Thanks a lot producers! Bye-bye!
This letter, found in a landfill outside of Madison, shines a light on the acrimonious and nearly completely destructive negotiations between the denizens of Sesame Street and the corporate bigwigs at the PBS home offices. Though a strike was narrowly avoided, both sides left the labor dispute with bad tastes in their mouths. As always, the big losers are the fans, who may have to go through the same nonsense when the collective bargaining agreement expires in 2013.
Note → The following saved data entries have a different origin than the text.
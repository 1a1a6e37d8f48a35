use crate::error::CompileError;
use crate::project::{CompilationArtifact, Project, ProjectSettings, ValidationReport};
use ahash::AHashMap;
use log::{debug, info};

mod annotator;
mod assembler;
mod derived;
pub mod emit;
pub mod flags;
pub mod fragments;
pub mod resolve;
pub mod symbols;
pub mod validator;

pub use annotator::{ANNOTATION_MARKER, annotate, strip_annotations};
pub use derived::{DOCKERFILE, ENV_FILE, README_FILE, REQUIREMENTS_FILE};

use assembler::Assembler;
use flags::FeatureFlags;
use fragments::{FragmentGenerator, FragmentKind, GenerationContext, default_generators};
use resolve::ProjectIndex;
use symbols::SymbolTable;
use validator::Validator;

/// Turns a project graph into a runnable aiogram program.
///
/// Holds a snapshot of the graph; every call to [`Compiler::compile`] is a full
/// regeneration and leaves the compiler untouched.
pub struct Compiler {
    project: Project,
    settings: ProjectSettings,
    display_name: String,
    generators: AHashMap<FragmentKind, Box<dyn FragmentGenerator>>,
}

pub struct CompilerBuilder {
    project: Project,
    settings: ProjectSettings,
    display_name: Option<String>,
    generators: AHashMap<FragmentKind, Box<dyn FragmentGenerator>>,
}

impl CompilerBuilder {
    pub fn new(project: Project, settings: ProjectSettings) -> Self {
        let generators = default_generators()
            .into_iter()
            .map(|g| (g.kind(), g))
            .collect();
        Self {
            project,
            settings,
            display_name: None,
            generators,
        }
    }

    /// Name used in the program header and the usage guide. Defaults to the project name.
    pub fn with_display_name(mut self, name: impl Into<String>) -> Self {
        self.display_name = Some(name.into());
        self
    }

    /// Replaces the default generator for the same fragment kind.
    pub fn with_generator(mut self, generator: Box<dyn FragmentGenerator>) -> Self {
        self.generators.insert(generator.kind(), generator);
        self
    }

    pub fn build(self) -> Compiler {
        let display_name = self
            .display_name
            .filter(|n| !n.trim().is_empty())
            .unwrap_or_else(|| self.project.name.clone());
        Compiler {
            project: self.project,
            settings: self.settings,
            display_name,
            generators: self.generators,
        }
    }
}

impl Compiler {
    pub fn builder(project: Project, settings: ProjectSettings) -> CompilerBuilder {
        CompilerBuilder::new(project, settings)
    }

    /// Builds a compiler straight from the editor's JSON export.
    pub fn from_editor_json(json: &str, settings: ProjectSettings) -> Result<Self, CompileError> {
        let project = crate::ui::load_project(json)?;
        Ok(Self::builder(project, settings).build())
    }

    pub fn project(&self) -> &Project {
        &self.project
    }

    pub fn settings(&self) -> &ProjectSettings {
        &self.settings
    }

    /// Runs the structural checks without generating anything.
    pub fn validate(&self) -> ValidationReport {
        let index = ProjectIndex::new(&self.project);
        Validator::new(&self.project, &index).validate()
    }

    /// The flags a compile of the current graph would use.
    pub fn feature_flags(&self) -> FeatureFlags {
        let index = ProjectIndex::new(&self.project);
        FeatureFlags::resolve(&index, &self.settings)
    }

    /// Validates, then generates the program and its derived files.
    ///
    /// On a failed validation no code is produced; the report comes back
    /// inside [`CompileError::Validation`].
    pub fn compile(&self) -> Result<CompilationArtifact, CompileError> {
        info!(project = self.project.name.as_str(), sheets = self.project.sheets.len(); "Compiling project");

        let index = ProjectIndex::new(&self.project);
        let report = Validator::new(&self.project, &index).validate();
        if !report.valid {
            info!(errors = report.errors.len(); "Validation failed, no code emitted");
            return Err(CompileError::Validation(report));
        }

        let flags = FeatureFlags::resolve(&index, &self.settings);
        debug!(flags:? = flags; "Resolved feature flags");

        let symbols = SymbolTable::build(&self.project);
        debug!(nodes = symbols.node_count(), commands = symbols.command_count(); "Built symbol table");

        let ctx = GenerationContext {
            project: &self.project,
            index: &index,
            symbols: &symbols,
            flags: &flags,
            settings: &self.settings,
            display_name: &self.display_name,
        };

        let mut kinds: Vec<FragmentKind> = self.generators.keys().copied().collect();
        kinds.sort();
        let fragments = kinds
            .into_iter()
            .filter_map(|kind| self.generators.get(&kind))
            .filter(|g| g.is_enabled(&flags))
            .map(|g| {
                let fragment = g.generate(&ctx);
                debug!(fragment = fragment.kind.name(), lines = fragment.lines.len(); "Generated fragment");
                fragment
            })
            .collect();

        let assembler = Assembler::new(fragments);
        let code = if flags.needs_comment_annotation {
            assembler.assemble(|f| annotate(&f.lines, f.kind.name()))
        } else {
            assembler.assemble(|f| f.lines.clone())
        };

        let files = derived::derived_files(&flags, &self.display_name);
        info!(
            fragments = assembler.fragments().len(),
            bytes = code.len(),
            files = files.len();
            "Compilation finished"
        );
        Ok(CompilationArtifact::new(code, report, files))
    }
}
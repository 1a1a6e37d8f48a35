pub mod artifact;
pub mod conversion;
pub mod definition;
pub mod settings;

pub use artifact::*;
pub use conversion::*;
pub use definition::*;
pub use settings::*;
Elmo, who had risen from relative obscurity to become the centerpiece of the Sesame Street stable, turned out to be the face of the striking puppets. Management thought Elmo, with his childlike speech and baldfaced greed, could be used as a cudgel to bring less popular talent into line. If they could work out a deal with Elmo, the reasoning went, the others would be forced to follow. Had they done any research into Elmo’s history, they would have realized how foolhardy the plan truly was. Elmo was born to left-wing Jewish parents and raised in San Francisco. He studied Labor History at Berkeley and was halfway into a thesis on anti-strike violence in late-19th century America when he landed his role on Sesame Street. And though that role would eventually make him one of the richest Muppets in the world, he never lost his passion for workers’ rights. Rather than acquiesce as management expected, he became such a strident defender of the union it caused Jack Valentine of the MPAA to remark, on the record, that Elmo was “the Reddest Muppet I’ve ever dealt with. The letter ‘M’ doesn’t mean ‘money’ for him; it means ‘Marxist.'”
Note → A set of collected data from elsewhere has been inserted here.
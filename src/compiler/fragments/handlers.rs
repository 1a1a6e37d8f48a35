use super::render::{RenderScope, emit_auto_transition, render_node};
use super::{Fragment, FragmentGenerator, FragmentKind, GenerationContext};
use crate::compiler::emit::{SourceWriter, py_str};
use crate::project::{ButtonAction, KeyboardKind, NodeRef, command_name};
use ahash::AHashSet;
use itertools::Itertools;
use log::{debug, warn};

/// Emits the dispatcher-facing handlers.
///
/// Registration order matters to aiogram: command handlers first, then the
/// per-target callbacks, command buttons, reply-keyboard routes, the
/// catch-all callback and finally the free-text input consumer.
pub struct HandlerGenerator;

impl FragmentGenerator for HandlerGenerator {
    fn kind(&self) -> FragmentKind {
        FragmentKind::Handlers
    }

    fn generate(&self, ctx: &GenerationContext<'_>) -> Fragment {
        let mut w = SourceWriter::new();
        let mut provides = Vec::new();
        let mut requires = vec!["dp".to_string(), "navigate_to_node".to_string()];

        if ctx.flags.needs_input_capture {
            w.line("# Pending input captures: user id -> {variable, node_id, next}.");
            w.line("pending_inputs = {}");
            provides.push("pending_inputs".to_string());
        }

        emit_command_handlers(&mut w, ctx, &mut provides, &mut requires);
        emit_callback_handlers(&mut w, ctx, &mut provides);
        emit_command_buttons(&mut w, ctx, &mut provides, &mut requires);
        if ctx.flags.needs_reply_routing {
            emit_reply_routes(&mut w, ctx, &mut provides, &mut requires);
        }

        separate(&mut w);
        w.snippet(UNROUTED_CALLBACK);
        provides.push("handle_unrouted_callback".to_string());

        if ctx.flags.needs_input_capture {
            separate(&mut w);
            emit_input_consumer(&mut w, ctx);
            provides.push("handle_user_input".to_string());
            requires.push("init_user_variables".to_string());
            if ctx.flags.needs_persistence {
                requires.push("update_user_field_in_db".to_string());
            }
        }

        debug!(handlers = provides.len(); "Generated handlers");
        Fragment::new(self.kind(), w.finish())
            .providing(provides)
            .requiring(requires.into_iter().unique())
    }
}

/// Two blank lines between top-level definitions, none before the first.
fn separate(w: &mut SourceWriter) {
    if !w.is_empty() {
        w.blank();
        w.blank();
    }
}

fn emit_command_handlers(
    w: &mut SourceWriter,
    ctx: &GenerationContext<'_>,
    provides: &mut Vec<String>,
    requires: &mut Vec<String>,
) {
    let mut seen = AHashSet::new();
    for (sheet, node) in ctx.project.nodes() {
        let Some(cmd) = node.kind.command() else {
            continue;
        };
        if !seen.insert(cmd.name()) {
            continue;
        }
        let node_ref = NodeRef::new(&sheet.id, &node.id);
        let handler = ctx.symbols.command_handler(cmd.name());

        separate(w);
        w.line(format!("@dp.message(Command({}))", py_str(cmd.name())));
        w.block(
            format!("async def {}(message: types.Message, acting_user=None):", handler),
            |w| {
                w.line(format!(
                    "\"\"\"Handle /{}.\"\"\"",
                    ctx.symbols.command(cmd.name())
                ));
                w.line("acting_user = acting_user or message.from_user");
                w.block("if acting_user is None:", |w| {
                    w.line("return");
                });
                if cmd.admin_only {
                    w.block("if not is_admin(acting_user.id):", |w| {
                        w.line("await message.answer(\"This command is available to administrators only.\")");
                        w.line("return");
                    });
                    requires.push("is_admin".to_string());
                }
                if cmd.private_only {
                    w.block("if not is_private_chat(message):", |w| {
                        w.line("await message.answer(\"This command works in private chats only.\")");
                        w.line("return");
                    });
                    requires.push("is_private_chat".to_string());
                }
                if cmd.auth_required {
                    w.block("if not await check_auth(acting_user.id):", |w| {
                        w.line("await message.answer(\"Please send /start first.\")");
                        w.line("return");
                    });
                    requires.push("check_auth".to_string());
                }
                if ctx.flags.needs_persistence {
                    w.line("await save_user_to_db(acting_user.id, acting_user.username, acting_user.first_name, acting_user.last_name)");
                    requires.push("save_user_to_db".to_string());
                }
                w.line("init_user_variables(acting_user)");
                requires.push("init_user_variables".to_string());

                render_node(w, ctx, &node_ref, node, &RenderScope::COMMAND, requires);
                emit_auto_transition(w, ctx, &node_ref, node, &RenderScope::COMMAND, requires);
            },
        );
        provides.push(handler);
    }
}

fn emit_callback_handlers(
    w: &mut SourceWriter,
    ctx: &GenerationContext<'_>,
    provides: &mut Vec<String>,
) {
    for target in ctx.index.transition_targets() {
        let symbol = ctx.symbols.node(&target);
        let handler = ctx.symbols.callback_handler(&target);
        separate(w);
        w.line(format!("@dp.callback_query(F.data == {})", py_str(symbol)));
        w.block(
            format!("async def {}(callback_query, is_auto_transition=False):", handler),
            |w| {
                w.line("await callback_query.answer()");
                w.line(format!(
                    "await navigate_to_node(callback_query.message, {}, callback_query.from_user, callback_query, is_auto_transition)",
                    py_str(symbol)
                ));
            },
        );
        provides.push(handler);
    }
}

/// Inline buttons that run a command reach it through `cmd:<name>` data.
fn emit_command_buttons(
    w: &mut SourceWriter,
    ctx: &GenerationContext<'_>,
    provides: &mut Vec<String>,
    requires: &mut Vec<String>,
) {
    let known = defined_commands(ctx);
    let commands: Vec<&str> = ctx
        .project
        .nodes()
        .filter(|(_, node)| node.kind.message().keyboard.kind == KeyboardKind::Inline)
        .flat_map(|(_, node)| node.kind.message().keyboard.buttons.iter())
        .filter_map(|button| match &button.action {
            ButtonAction::Command { command } => Some(command_name(command)),
            _ => None,
        })
        .unique()
        .collect();

    for command in commands {
        separate(w);
        w.line(format!(
            "@dp.callback_query(F.data == {})",
            py_str(&ctx.symbols.command_callback_data(command))
        ));
        let handler = ctx.symbols.command_button_handler(command);
        w.block(format!("async def {}(callback_query):", handler), |w| {
            w.line("await callback_query.answer()");
            if !known.contains(command) {
                warn!(command = command; "Inline button runs a command no node defines");
                w.line(format!(
                    "logging.warning({})",
                    py_str(&format!("No handler for command /{}", command))
                ));
            } else if ctx.flags.needs_persistence {
                let alias = ctx.symbols.command_alias(command);
                w.line(format!("await {}(callback_query)", alias));
                requires.push(alias);
            } else {
                let target = ctx.symbols.command_handler(command);
                w.line(format!(
                    "await {}(callback_query.message, acting_user=callback_query.from_user)",
                    target
                ));
                requires.push(target);
            }
        });
        provides.push(handler);
    }
}

/// Reply keyboards send their label as plain text; each label gets a route.
fn emit_reply_routes(
    w: &mut SourceWriter,
    ctx: &GenerationContext<'_>,
    provides: &mut Vec<String>,
    requires: &mut Vec<String>,
) {
    let known = defined_commands(ctx);
    let mut labels = AHashSet::new();
    for (sheet, node) in ctx.project.nodes() {
        let keyboard = &node.kind.message().keyboard;
        if keyboard.kind != KeyboardKind::Reply {
            continue;
        }
        let node_ref = NodeRef::new(&sheet.id, &node.id);
        for (index, button) in keyboard.buttons.iter().enumerate() {
            let call = match &button.action {
                ButtonAction::Goto { target } => {
                    let Ok(target) = ctx.index.resolve(&sheet.id, target) else {
                        continue;
                    };
                    format!(
                        "await navigate_to_node(message, {}, message.from_user)",
                        py_str(ctx.symbols.node(&target))
                    )
                }
                ButtonAction::Command { command } if known.contains(command_name(command)) => {
                    let handler = ctx.symbols.command_handler(command_name(command));
                    let call = format!("await {}(message, acting_user=message.from_user)", handler);
                    requires.push(handler);
                    call
                }
                _ => continue,
            };
            if !labels.insert(button.text.as_str()) {
                warn!(
                    node = node_ref.to_string(),
                    label = button.text.as_str();
                    "Reply button label already routed; later button ignored"
                );
                continue;
            }
            let handler = ctx.symbols.reply_handler(&node_ref, index);
            separate(w);
            w.line(format!("@dp.message(F.text == {})", py_str(&button.text)));
            w.block(format!("async def {}(message: types.Message):", handler), |w| {
                w.line(call);
            });
            provides.push(handler);
        }
    }
}

fn defined_commands<'a>(ctx: &GenerationContext<'a>) -> AHashSet<&'a str> {
    ctx.project
        .nodes()
        .filter_map(|(_, node)| node.kind.command())
        .map(|cmd| cmd.name())
        .collect()
}

fn emit_input_consumer(w: &mut SourceWriter, ctx: &GenerationContext<'_>) {
    w.line("@dp.message(F.text)");
    w.block("async def handle_user_input(message: types.Message):", |w| {
        w.line("\"\"\"Store the answer to a pending input prompt and move on.\"\"\"");
        w.line("user = message.from_user");
        w.line("pending = pending_inputs.pop(user.id, None) if user is not None else None");
        w.block("if pending is None:", |w| {
            w.line("return");
        });
        w.line("variables = init_user_variables(user)");
        w.line("variables[pending[\"variable\"]] = message.text");
        if ctx.flags.needs_persistence {
            w.line("await update_user_field_in_db(user.id, pending[\"variable\"], message.text)");
        }
        w.line("logging.info(f\"Stored {pending['variable']} for user {user.id}\")");
        w.block("if pending[\"next\"]:", |w| {
            w.line("await navigate_to_node(message, pending[\"next\"], user)");
        });
    });
}

const UNROUTED_CALLBACK: &str = r#"@dp.callback_query()
async def handle_unrouted_callback(callback_query: types.CallbackQuery):
    """Send any other callback data through navigation; unknown data only logs."""
    await callback_query.answer()
    await navigate_to_node(callback_query.message, callback_query.data, callback_query.from_user, callback_query)"#;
Labor strife amongst children’s television stars and the people who pay them is nothing new in America. After athletes and film directors, the Alliance of Cuddly and Adorable Characters of America (ACACA) is the most powerful union left in the US. The most famous incident comes from the 1980s, when the Reagan administration tried to break the union. The ACACA went on strike, and children across the country were subjected to nothing but reruns and live-action educational programming. Within just a few weeks, the weight of popular opinion had swung to the strikers, and Reagan was forced to stand down. After the incident, he famously declared to his cabinet, “Lord help us if we ever end up on the wrong side of Snagglepuss again.” Still, the strike was not without tragedy, as characters who crossed the picket line were brutally shunned after the strike ended. The little known fifth Ninja Turtle, Tintoretto, never worked again after becoming a scab. He died of AIDS in 1994, alone and impoverished, never wielding his fearsome steel fans on camera again.
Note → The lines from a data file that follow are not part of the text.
//! Structural comments for emitted Python.
//!
//! Annotation lines start with [`ANNOTATION_MARKER`] at the indentation of the
//! line they describe. No generator emits a line with that prefix outside a
//! string literal, so [`strip_annotations`] can remove exactly what
//! [`annotate`] added.

use crate::runtime;

/// Prefix of every annotation line, after indentation.
pub const ANNOTATION_MARKER: &str = "## ";

/// Decorates the structural boundaries of a fragment with comments.
///
/// Existing annotations are stripped first, so applying this twice yields the
/// same lines as applying it once. Lines inside triple-quoted strings are
/// never touched, and a comment for a decorated definition goes above its
/// first decorator.
pub fn annotate(lines: &[String], fragment: &str) -> Vec<String> {
    let lines = strip_annotations(lines);
    let mut out = Vec::with_capacity(lines.len() + lines.len() / 4 + 1);

    // An interpreter line has to stay first.
    let skip = usize::from(lines.first().is_some_and(|l| l.starts_with("#!")));
    out.extend(lines[..skip].iter().cloned());
    out.push(format!("{}fragment: {}", ANNOTATION_MARKER, fragment));

    let mut in_string = false;
    let mut after_decorator = false;
    for (i, line) in lines.iter().enumerate().skip(skip) {
        if !in_string {
            if let Some(note) = describe(&lines, i, after_decorator) {
                out.push(format!(
                    "{}{}{}",
                    &line[..indent_width(line)],
                    ANNOTATION_MARKER,
                    note.replace('"', "")
                ));
            }
            let trimmed = line.trim_start();
            if indent_width(line) == 0 && !trimmed.is_empty() {
                after_decorator = trimmed.starts_with('@');
            }
        }
        in_string ^= toggles_string(line);
        out.push(line.clone());
    }
    out
}

/// Removes every annotation line, leaving all other lines untouched and in order.
pub fn strip_annotations(lines: &[String]) -> Vec<String> {
    let mut in_string = false;
    let mut out = Vec::with_capacity(lines.len());
    for line in lines {
        if !in_string && line.trim_start().starts_with(ANNOTATION_MARKER) {
            continue;
        }
        in_string ^= toggles_string(line);
        out.push(line.clone());
    }
    out
}

fn describe(lines: &[String], i: usize, after_decorator: bool) -> Option<String> {
    let line = &lines[i];
    let trimmed = line.trim_start();
    if trimmed.is_empty() {
        return None;
    }

    if indent_width(line) > 0 {
        let key = trimmed
            .strip_prefix("if node_id == ")
            .or_else(|| trimmed.strip_prefix("elif node_id == "))?;
        let key = key.trim_end_matches(':').trim_matches('"');
        let reads = branch_reads(lines, i);
        return Some(if reads.is_empty() {
            format!("branch {}", key)
        } else {
            format!("branch {} reads {}", key, reads.join(", "))
        });
    }

    if after_decorator {
        return None;
    }
    if trimmed.starts_with('@') {
        return lines[i + 1..]
            .iter()
            .find(|l| definition(l).is_some())
            .and_then(|l| definition(l));
    }
    definition(trimmed).or_else(|| constant(trimmed))
}

fn definition(line: &str) -> Option<String> {
    let (kind, rest) = if let Some(rest) = line.strip_prefix("async def ") {
        ("handler", rest)
    } else if let Some(rest) = line.strip_prefix("def ") {
        ("function", rest)
    } else if let Some(rest) = line.strip_prefix("class ") {
        ("class", rest)
    } else {
        return None;
    };
    let name = identifier_prefix(rest);
    (!name.is_empty()).then(|| format!("{} {}", kind, name))
}

fn constant(line: &str) -> Option<String> {
    let name = identifier_prefix(line);
    let is_constant = !name.is_empty()
        && name.chars().any(|c| c.is_ascii_uppercase())
        && name.chars().all(|c| c.is_ascii_uppercase() || c.is_ascii_digit() || c == '_')
        && line[name.len()..].trim_start().starts_with('=');
    is_constant.then(|| format!("constant {}", name))
}

/// Variables read by the first `render_text` call inside the branch at `i`.
fn branch_reads(lines: &[String], i: usize) -> Vec<String> {
    let depth = indent_width(&lines[i]);
    lines[i + 1..]
        .iter()
        .take_while(|l| l.trim().is_empty() || indent_width(l) > depth)
        .find(|l| l.contains("render_text("))
        .map(|l| runtime::placeholders(l))
        .unwrap_or_default()
}

fn identifier_prefix(s: &str) -> &str {
    let end = s
        .find(|c: char| !(c.is_ascii_alphanumeric() || c == '_'))
        .unwrap_or(s.len());
    &s[..end]
}

fn indent_width(line: &str) -> usize {
    line.len() - line.trim_start().len()
}

fn toggles_string(line: &str) -> bool {
    line.matches("\"\"\"").count() % 2 == 1
}

#[cfg(test)]
mod tests {
    use super::*;
    use proptest::prelude::*;

    fn lines(src: &str) -> Vec<String> {
        src.lines().map(str::to_string).collect()
    }

    #[test]
    fn comment_goes_above_first_decorator() {
        let src = lines("@dp.message(Command(\"start\"))\nasync def start_handler(message):\n    pass");
        let out = annotate(&src, "handlers");
        assert_eq!(out[0], "## fragment: handlers");
        assert_eq!(out[1], "## handler start_handler");
        assert_eq!(out[2], "@dp.message(Command(\"start\"))");
        assert_eq!(out[3], "async def start_handler(message):");
    }

    #[test]
    fn branches_are_annotated_with_the_variables_they_read() {
        let src = lines(concat!(
            "async def navigate_to_node(message, node_id):\n",
            "    if node_id == \"welcome\":\n",
            "        text = await render_text(\"Hi {user_name}\", message)\n",
            "    else:\n",
            "        logging.warning(f\"Unknown navigation target: {node_id}\")",
        ));
        let out = annotate(&src, "navigation");
        assert!(out.contains(&"    ## branch welcome reads user_name".to_string()));
        assert!(!out.iter().any(|l| l.contains("## branch node_id")));
    }

    #[test]
    fn lines_inside_triple_quoted_strings_are_untouched() {
        let src = lines("QUERY = \"\"\"\ndef not_code():\n\"\"\"\nLIMIT = 3");
        let out = annotate(&src, "persistence");
        assert_eq!(
            out,
            lines("## fragment: persistence\n## constant QUERY\nQUERY = \"\"\"\ndef not_code():\n\"\"\"\n## constant LIMIT\nLIMIT = 3")
        );
    }

    #[test]
    fn lowercase_assignments_are_not_constants() {
        let src = lines("user_data = {}\nbot = Bot(token=BOT_TOKEN)");
        let out = annotate(&src, "bootstrap");
        assert_eq!(out.len(), 3);
    }

    #[test]
    fn interpreter_line_stays_first() {
        let src = lines("#!/usr/bin/env python3\nimport os");
        let out = annotate(&src, "preamble");
        assert_eq!(out, lines("#!/usr/bin/env python3\n## fragment: preamble\nimport os"));
        assert_eq!(annotate(&out, "preamble"), out);
    }

    fn source_line() -> impl Strategy<Value = String> {
        prop_oneof![
            Just("def helper(x):".to_string()),
            Just("async def handler(message):".to_string()),
            Just("@dp.callback_query(F.data == \"a\")".to_string()),
            Just("class Context:".to_string()),
            Just("ADMIN_IDS = [1, 2]".to_string()),
            Just("    if node_id == \"a\":".to_string()),
            Just("    elif node_id == \"b\":".to_string()),
            Just("        text = await render_text(\"{name}\", message)".to_string()),
            Just("    return None".to_string()),
            Just("\"\"\"".to_string()),
            Just("    \"\"\"Docstring.\"\"\"".to_string()),
            Just(String::new()),
            "[a-z ]{0,12}",
        ]
    }

    proptest! {
        #[test]
        fn annotate_is_idempotent(src in prop::collection::vec(source_line(), 0..40)) {
            let once = annotate(&src, "handlers");
            let twice = annotate(&once, "handlers");
            prop_assert_eq!(&once, &twice);
        }

        #[test]
        fn stripping_restores_the_input(src in prop::collection::vec(source_line(), 0..40)) {
            prop_assert_eq!(strip_annotations(&annotate(&src, "entry")), src);
        }
    }
}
Today, led by president Spongerobert Squaretrousers of the popular “Spongebob Squarepants” program, the ACACA is stronger than ever, boasting thousands of members across the country. As relations with Dora “The Explorer” Velazquez-Garcia and the Latin Children’s Character Alliance (LCCA) grow ever closer, children’s characters are set to become the most powerful collective bargaining organization in the world. Analysts believe that when the contracts need to be renewed in 2013, management will rue the hard line they took with Elmo and Sesame Street in 2009.